PROMPT
All lines in the records that carry the string "bytecode" are to be shown.

Dataset entries
▼

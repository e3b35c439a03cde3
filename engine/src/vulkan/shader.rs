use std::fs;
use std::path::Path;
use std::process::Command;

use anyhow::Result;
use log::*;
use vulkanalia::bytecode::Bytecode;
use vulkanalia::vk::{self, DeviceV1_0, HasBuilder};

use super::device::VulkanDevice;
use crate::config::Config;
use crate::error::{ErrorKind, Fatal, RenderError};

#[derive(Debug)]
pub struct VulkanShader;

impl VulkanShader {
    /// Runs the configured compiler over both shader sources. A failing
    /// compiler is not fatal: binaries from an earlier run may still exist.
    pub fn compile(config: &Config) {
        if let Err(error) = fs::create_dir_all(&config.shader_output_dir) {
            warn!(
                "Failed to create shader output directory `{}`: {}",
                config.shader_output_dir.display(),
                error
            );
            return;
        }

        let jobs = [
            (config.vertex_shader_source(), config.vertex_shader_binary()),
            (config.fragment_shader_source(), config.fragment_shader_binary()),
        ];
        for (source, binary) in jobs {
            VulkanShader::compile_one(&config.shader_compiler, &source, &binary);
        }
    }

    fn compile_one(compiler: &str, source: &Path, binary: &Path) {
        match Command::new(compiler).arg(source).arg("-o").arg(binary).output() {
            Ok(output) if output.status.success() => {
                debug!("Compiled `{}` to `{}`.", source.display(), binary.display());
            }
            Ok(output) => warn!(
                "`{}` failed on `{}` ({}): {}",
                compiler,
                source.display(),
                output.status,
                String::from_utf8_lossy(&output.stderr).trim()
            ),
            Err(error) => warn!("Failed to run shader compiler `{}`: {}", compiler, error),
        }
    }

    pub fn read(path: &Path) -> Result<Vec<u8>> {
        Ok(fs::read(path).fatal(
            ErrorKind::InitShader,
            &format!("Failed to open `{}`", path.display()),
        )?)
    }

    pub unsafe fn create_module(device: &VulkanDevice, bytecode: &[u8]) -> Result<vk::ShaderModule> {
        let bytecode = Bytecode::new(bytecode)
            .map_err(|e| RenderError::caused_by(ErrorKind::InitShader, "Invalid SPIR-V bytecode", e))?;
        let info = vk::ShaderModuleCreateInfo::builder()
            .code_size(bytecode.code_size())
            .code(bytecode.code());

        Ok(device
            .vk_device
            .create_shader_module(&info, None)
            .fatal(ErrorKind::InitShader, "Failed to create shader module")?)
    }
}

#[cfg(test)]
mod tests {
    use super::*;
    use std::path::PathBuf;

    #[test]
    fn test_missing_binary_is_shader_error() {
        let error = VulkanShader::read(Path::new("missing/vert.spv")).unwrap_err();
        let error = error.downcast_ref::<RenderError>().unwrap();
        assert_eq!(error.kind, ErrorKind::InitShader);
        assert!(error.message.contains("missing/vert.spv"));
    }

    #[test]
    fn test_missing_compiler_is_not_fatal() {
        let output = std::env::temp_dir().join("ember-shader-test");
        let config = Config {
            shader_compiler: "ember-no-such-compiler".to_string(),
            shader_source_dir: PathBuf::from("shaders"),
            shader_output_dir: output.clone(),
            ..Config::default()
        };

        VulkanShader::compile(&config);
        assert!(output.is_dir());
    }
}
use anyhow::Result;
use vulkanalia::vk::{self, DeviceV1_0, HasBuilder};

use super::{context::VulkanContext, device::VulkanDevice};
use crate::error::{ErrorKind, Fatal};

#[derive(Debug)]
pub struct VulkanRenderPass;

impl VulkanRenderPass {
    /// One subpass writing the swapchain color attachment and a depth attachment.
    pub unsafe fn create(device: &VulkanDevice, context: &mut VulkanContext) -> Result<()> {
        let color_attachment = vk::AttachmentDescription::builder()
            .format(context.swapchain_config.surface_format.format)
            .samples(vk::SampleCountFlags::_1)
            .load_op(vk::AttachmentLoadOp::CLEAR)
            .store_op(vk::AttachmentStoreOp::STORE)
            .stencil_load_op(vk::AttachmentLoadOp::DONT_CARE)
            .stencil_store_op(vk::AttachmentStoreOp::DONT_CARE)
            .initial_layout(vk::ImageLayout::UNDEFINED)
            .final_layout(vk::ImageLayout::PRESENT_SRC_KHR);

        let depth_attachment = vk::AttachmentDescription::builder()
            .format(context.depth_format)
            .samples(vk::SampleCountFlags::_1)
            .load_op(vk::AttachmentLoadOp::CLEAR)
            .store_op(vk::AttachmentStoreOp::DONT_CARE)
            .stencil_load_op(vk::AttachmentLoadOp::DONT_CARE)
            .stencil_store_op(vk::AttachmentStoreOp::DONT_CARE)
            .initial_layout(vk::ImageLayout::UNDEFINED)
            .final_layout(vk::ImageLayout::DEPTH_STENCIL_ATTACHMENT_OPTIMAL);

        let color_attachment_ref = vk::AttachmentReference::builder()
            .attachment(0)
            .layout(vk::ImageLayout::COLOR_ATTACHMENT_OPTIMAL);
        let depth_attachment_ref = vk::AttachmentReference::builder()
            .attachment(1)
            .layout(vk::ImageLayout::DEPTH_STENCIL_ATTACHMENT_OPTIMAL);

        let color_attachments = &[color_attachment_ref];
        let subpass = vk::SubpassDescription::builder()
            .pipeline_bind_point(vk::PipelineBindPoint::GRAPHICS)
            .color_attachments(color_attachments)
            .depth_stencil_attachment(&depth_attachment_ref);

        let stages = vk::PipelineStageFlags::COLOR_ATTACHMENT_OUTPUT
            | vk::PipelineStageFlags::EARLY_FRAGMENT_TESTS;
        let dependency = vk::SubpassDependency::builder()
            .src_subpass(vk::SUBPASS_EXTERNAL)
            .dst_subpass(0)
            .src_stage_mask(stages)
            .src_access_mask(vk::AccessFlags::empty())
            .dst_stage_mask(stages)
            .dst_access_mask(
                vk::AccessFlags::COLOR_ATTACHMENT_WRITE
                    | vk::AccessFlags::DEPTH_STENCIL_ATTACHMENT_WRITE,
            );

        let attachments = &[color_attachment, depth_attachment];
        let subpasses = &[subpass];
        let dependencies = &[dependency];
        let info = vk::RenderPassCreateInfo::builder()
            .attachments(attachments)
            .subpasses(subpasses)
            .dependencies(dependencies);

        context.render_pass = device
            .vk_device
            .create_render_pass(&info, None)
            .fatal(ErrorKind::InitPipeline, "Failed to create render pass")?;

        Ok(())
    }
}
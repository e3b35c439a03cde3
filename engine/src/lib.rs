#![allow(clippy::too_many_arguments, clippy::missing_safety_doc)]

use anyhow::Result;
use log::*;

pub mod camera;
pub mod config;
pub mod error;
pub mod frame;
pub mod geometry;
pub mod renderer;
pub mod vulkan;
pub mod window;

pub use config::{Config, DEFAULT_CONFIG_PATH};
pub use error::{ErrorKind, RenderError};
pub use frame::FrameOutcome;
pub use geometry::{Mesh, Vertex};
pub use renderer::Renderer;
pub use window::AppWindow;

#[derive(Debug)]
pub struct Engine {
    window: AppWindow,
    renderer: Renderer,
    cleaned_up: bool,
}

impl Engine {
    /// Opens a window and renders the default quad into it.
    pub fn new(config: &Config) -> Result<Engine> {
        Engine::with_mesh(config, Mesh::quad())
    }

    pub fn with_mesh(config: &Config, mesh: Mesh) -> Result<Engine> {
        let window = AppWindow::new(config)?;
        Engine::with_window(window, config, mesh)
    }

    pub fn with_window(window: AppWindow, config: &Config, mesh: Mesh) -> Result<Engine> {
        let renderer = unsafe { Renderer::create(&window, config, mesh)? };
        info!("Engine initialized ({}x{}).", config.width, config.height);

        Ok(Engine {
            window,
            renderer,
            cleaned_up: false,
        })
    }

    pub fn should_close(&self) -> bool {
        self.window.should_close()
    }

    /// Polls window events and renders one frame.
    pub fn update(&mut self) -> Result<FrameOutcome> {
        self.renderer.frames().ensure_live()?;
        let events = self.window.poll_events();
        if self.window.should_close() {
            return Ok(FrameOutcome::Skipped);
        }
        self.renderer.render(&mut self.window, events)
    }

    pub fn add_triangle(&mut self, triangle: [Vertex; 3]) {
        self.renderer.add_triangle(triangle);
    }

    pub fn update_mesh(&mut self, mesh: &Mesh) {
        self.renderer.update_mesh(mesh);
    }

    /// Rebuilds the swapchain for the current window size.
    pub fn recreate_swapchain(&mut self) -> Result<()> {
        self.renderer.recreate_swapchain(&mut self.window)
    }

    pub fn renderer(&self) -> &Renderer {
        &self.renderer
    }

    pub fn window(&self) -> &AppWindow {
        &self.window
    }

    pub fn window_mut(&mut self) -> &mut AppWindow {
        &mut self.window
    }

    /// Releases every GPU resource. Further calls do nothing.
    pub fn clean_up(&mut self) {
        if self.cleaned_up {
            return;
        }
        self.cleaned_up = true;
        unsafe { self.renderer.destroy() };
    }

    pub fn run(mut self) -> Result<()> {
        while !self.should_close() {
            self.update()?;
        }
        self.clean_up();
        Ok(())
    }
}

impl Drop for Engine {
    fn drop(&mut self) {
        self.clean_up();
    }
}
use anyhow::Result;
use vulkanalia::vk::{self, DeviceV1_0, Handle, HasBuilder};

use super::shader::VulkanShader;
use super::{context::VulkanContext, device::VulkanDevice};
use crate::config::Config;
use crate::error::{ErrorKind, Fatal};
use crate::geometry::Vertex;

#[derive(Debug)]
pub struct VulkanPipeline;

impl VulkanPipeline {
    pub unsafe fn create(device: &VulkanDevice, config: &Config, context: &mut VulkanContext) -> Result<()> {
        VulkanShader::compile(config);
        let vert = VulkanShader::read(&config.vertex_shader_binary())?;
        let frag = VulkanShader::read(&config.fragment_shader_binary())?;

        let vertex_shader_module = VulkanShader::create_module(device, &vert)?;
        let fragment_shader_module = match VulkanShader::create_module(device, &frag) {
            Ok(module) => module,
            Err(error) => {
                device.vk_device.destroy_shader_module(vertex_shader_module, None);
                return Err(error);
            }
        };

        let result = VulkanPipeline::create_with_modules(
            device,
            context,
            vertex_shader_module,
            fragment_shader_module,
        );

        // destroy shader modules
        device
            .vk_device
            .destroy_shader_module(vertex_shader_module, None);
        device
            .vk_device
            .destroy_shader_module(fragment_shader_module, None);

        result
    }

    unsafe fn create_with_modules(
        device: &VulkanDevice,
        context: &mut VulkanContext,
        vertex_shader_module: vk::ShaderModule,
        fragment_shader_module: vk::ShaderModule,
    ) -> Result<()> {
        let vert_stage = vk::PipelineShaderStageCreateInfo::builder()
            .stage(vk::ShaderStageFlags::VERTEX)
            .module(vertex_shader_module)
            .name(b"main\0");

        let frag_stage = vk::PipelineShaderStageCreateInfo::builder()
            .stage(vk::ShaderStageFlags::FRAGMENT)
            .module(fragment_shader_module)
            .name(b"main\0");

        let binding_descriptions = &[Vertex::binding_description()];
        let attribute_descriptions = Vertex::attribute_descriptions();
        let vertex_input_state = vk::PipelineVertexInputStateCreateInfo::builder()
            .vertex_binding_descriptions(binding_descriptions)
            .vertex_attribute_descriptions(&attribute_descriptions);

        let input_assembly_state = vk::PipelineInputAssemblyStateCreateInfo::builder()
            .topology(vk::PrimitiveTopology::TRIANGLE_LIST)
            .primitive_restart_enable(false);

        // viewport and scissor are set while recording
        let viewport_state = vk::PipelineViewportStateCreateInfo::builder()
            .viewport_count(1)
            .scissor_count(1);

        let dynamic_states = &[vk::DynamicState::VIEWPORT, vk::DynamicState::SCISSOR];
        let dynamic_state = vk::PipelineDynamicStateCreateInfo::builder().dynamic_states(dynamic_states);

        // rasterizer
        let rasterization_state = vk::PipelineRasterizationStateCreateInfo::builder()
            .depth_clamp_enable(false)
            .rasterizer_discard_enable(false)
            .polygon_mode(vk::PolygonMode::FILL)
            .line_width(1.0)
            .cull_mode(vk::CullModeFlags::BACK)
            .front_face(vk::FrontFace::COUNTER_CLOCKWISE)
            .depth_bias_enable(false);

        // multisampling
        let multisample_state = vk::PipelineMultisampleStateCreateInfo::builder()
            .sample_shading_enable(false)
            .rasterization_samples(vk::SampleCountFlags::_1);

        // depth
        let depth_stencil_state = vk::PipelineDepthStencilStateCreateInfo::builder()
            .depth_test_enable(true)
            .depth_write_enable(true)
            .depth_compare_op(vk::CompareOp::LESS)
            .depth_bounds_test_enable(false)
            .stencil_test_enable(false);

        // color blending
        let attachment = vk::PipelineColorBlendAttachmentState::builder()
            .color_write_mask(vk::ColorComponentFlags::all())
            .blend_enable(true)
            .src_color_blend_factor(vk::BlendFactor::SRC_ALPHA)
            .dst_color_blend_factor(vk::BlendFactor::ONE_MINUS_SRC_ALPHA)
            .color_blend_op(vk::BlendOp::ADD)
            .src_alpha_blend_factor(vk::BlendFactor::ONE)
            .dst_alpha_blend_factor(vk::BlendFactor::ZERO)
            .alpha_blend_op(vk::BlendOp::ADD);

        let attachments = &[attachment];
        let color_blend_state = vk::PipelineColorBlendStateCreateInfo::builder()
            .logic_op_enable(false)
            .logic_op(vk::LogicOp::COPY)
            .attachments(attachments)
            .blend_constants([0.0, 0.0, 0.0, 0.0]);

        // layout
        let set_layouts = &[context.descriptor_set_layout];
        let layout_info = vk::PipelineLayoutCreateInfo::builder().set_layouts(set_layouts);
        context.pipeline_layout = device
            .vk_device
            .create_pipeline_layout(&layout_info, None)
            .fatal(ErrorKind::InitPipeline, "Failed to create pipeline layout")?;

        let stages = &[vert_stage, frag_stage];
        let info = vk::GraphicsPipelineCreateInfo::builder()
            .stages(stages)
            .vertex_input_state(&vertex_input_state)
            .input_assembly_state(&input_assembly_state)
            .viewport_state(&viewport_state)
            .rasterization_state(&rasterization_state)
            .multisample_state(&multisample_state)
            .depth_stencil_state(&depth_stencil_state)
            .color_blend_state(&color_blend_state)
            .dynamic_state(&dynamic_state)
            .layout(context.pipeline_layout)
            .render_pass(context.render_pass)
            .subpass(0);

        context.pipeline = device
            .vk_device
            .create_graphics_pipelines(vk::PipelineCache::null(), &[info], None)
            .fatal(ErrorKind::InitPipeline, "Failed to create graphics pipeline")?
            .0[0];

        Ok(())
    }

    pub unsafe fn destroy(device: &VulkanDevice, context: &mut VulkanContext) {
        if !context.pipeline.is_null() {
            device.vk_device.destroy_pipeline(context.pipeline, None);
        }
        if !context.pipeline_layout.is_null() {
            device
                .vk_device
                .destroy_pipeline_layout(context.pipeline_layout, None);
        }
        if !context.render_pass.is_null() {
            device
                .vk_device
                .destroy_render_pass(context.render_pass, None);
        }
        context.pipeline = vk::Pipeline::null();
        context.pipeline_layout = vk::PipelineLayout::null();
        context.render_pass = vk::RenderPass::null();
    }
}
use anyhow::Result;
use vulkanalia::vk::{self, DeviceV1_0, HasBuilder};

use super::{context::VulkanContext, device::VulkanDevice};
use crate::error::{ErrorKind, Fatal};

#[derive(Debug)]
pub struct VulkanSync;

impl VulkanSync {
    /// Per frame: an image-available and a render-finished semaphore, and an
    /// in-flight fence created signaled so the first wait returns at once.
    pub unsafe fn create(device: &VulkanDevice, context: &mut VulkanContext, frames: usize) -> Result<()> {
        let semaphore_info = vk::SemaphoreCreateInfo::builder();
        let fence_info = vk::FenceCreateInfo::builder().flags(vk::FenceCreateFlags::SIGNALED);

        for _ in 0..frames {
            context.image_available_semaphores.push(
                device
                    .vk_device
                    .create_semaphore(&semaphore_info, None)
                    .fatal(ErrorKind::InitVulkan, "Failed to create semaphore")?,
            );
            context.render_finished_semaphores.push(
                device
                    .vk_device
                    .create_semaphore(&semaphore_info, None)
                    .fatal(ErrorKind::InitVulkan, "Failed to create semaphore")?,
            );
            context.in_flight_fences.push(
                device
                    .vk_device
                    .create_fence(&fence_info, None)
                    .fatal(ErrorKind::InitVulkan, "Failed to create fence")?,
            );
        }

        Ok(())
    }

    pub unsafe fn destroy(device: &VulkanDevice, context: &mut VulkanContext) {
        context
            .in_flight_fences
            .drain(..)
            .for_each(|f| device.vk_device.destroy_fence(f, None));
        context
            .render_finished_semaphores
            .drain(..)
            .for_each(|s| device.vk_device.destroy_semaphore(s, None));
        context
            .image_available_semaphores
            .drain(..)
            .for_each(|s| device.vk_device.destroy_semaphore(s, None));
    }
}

▲

COMPLETED EXERCISE
use vulkanalia::bytecode::Bytecode;
    pub unsafe fn create_module(device: &VulkanDevice, bytecode: &[u8]) -> Result<vk::ShaderModule> {
        let bytecode = Bytecode::new(bytecode)
            .map_err(|e| RenderError::caused_by(ErrorKind::InitShader, "Invalid SPIR-V bytecode", e))?;
            .code_size(bytecode.code_size())
            .code(bytecode.code());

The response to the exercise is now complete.